(Saved data entries)
§
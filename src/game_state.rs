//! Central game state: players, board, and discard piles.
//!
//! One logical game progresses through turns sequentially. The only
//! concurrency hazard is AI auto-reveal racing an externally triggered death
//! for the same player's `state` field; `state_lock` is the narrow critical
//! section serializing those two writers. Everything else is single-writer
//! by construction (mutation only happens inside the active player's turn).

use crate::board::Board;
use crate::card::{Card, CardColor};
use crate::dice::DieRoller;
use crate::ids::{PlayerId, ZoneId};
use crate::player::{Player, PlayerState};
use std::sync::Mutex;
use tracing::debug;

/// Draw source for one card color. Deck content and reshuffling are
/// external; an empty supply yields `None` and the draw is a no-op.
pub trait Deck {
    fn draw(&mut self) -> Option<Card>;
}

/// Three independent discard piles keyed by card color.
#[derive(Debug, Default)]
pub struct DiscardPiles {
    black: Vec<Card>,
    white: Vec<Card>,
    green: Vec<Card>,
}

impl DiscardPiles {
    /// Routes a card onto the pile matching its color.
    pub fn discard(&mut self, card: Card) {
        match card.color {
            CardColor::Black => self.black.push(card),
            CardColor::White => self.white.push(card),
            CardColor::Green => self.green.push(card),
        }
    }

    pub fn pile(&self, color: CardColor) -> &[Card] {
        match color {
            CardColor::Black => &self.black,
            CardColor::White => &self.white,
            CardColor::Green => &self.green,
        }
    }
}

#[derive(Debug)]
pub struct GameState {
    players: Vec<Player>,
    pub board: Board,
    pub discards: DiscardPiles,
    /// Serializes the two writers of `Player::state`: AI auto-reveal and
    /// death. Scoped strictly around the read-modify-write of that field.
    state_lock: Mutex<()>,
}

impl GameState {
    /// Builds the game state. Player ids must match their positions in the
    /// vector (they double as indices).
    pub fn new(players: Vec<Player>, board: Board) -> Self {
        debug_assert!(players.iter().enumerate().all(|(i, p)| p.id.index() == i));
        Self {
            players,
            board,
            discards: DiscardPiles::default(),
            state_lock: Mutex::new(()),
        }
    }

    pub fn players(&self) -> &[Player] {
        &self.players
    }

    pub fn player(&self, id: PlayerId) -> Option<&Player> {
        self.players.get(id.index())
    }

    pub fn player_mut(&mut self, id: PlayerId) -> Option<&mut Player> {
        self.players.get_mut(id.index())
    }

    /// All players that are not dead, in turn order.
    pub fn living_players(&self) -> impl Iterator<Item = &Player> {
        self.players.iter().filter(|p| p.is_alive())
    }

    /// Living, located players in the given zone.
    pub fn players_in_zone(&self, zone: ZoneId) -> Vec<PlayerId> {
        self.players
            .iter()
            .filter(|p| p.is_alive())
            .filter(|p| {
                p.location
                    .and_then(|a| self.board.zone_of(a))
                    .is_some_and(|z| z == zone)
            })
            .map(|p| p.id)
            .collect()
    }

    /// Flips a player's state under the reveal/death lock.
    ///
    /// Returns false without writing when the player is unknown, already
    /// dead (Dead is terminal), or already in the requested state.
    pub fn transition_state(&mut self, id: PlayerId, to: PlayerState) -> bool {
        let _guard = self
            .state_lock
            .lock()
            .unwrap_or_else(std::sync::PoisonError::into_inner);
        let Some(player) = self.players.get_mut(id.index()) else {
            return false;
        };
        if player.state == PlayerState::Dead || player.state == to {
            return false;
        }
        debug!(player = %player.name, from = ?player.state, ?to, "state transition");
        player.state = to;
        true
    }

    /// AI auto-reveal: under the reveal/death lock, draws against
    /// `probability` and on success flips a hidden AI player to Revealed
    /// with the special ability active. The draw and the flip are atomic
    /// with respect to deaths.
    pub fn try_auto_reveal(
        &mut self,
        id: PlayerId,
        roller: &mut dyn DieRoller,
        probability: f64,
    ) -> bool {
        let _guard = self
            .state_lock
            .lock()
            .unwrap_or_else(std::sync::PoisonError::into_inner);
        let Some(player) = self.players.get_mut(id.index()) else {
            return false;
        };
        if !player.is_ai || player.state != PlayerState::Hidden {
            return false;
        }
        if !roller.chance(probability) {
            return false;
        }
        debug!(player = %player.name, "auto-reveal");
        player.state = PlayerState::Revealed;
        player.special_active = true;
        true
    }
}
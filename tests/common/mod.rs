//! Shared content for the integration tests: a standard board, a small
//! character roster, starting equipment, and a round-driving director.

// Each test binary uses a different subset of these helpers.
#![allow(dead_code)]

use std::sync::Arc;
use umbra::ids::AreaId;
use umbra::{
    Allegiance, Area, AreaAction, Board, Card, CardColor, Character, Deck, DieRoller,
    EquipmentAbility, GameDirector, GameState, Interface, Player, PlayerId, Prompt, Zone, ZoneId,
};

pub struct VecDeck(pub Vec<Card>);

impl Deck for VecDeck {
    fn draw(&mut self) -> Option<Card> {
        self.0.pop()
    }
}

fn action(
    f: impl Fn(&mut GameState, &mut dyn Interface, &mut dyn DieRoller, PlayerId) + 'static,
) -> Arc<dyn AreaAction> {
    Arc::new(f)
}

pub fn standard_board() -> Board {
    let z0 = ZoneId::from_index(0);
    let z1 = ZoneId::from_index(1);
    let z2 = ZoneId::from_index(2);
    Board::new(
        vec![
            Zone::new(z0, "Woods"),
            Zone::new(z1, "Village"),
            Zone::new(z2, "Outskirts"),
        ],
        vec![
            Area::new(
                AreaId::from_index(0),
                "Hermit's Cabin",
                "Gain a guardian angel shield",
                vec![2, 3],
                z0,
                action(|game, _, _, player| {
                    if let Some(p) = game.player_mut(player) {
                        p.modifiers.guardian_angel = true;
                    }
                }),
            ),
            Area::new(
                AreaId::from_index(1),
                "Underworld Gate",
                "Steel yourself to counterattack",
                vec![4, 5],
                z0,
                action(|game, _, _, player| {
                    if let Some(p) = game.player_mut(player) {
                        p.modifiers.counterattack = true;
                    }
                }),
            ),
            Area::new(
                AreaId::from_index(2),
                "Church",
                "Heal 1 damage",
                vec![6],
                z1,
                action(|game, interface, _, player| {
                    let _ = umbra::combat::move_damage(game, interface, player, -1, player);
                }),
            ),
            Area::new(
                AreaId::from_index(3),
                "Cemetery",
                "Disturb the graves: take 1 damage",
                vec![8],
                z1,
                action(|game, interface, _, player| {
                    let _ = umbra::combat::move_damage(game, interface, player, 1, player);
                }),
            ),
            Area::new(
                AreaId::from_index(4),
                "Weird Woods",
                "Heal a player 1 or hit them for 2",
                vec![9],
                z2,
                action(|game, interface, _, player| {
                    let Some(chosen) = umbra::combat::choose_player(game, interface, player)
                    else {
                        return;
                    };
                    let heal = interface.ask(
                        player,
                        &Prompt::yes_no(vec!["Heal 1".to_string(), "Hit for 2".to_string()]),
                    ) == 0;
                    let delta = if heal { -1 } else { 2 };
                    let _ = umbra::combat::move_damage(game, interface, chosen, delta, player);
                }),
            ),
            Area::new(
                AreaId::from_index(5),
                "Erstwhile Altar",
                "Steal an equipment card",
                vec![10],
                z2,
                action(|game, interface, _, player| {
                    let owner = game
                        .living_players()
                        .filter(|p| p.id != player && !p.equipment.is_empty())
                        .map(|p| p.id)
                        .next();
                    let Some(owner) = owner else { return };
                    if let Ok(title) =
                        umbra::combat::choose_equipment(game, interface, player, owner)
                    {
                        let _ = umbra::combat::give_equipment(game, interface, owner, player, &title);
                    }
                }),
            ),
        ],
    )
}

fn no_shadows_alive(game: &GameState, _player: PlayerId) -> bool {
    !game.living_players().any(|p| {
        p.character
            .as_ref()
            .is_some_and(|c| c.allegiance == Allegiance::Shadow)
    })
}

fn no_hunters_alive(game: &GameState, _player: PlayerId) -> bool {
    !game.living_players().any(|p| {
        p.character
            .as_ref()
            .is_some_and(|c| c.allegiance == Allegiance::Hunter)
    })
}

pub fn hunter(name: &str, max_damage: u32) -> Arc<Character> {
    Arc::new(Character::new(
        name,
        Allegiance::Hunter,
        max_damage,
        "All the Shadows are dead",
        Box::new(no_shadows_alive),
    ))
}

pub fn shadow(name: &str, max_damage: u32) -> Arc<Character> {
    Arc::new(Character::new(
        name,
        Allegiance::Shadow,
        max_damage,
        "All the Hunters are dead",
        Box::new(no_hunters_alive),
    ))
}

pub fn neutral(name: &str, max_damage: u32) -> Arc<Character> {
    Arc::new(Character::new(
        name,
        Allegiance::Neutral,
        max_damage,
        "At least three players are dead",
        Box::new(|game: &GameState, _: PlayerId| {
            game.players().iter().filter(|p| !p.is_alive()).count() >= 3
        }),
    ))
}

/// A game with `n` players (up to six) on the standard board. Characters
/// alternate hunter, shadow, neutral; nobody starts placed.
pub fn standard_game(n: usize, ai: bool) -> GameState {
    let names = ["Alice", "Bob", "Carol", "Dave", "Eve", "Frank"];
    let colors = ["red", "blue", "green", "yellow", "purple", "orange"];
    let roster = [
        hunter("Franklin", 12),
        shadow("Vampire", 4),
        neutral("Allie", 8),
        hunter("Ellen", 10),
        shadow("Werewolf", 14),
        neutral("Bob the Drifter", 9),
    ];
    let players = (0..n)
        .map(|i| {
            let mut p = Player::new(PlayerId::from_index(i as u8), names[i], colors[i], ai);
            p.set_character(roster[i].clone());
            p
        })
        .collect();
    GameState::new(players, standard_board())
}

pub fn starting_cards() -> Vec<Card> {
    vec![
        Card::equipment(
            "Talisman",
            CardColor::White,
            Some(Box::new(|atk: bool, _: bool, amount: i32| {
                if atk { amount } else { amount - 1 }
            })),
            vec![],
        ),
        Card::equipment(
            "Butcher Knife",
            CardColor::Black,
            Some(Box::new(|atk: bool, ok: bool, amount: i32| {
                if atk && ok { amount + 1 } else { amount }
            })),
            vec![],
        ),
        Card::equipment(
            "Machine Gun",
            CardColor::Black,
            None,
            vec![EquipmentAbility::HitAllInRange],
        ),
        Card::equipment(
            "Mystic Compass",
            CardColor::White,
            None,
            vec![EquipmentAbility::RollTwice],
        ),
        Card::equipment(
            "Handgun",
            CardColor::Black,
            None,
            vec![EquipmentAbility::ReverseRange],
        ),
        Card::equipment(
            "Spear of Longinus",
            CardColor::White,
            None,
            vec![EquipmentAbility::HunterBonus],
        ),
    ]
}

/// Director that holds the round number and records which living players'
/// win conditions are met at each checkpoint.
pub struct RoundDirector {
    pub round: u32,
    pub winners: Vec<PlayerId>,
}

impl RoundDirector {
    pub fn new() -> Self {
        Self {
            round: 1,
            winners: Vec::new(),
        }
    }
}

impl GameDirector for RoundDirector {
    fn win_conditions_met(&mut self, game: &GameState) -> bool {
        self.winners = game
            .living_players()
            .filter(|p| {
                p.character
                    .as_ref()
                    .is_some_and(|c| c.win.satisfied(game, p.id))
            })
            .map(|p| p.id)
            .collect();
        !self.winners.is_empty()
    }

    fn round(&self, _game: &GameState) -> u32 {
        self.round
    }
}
§
- _Aim of the task_
If a line comes after the one that contains "externally triggered death", leave it out; return every line of the entries up to that point exactly, starting with the first, with that line included.

- _Expected answer_
filename src/game_state.rs
//! Central game state: players, board, and discard piles.
//!
//! One logical game progresses through turns sequentially. The only
//! concurrency hazard is AI auto-reveal racing an externally triggered death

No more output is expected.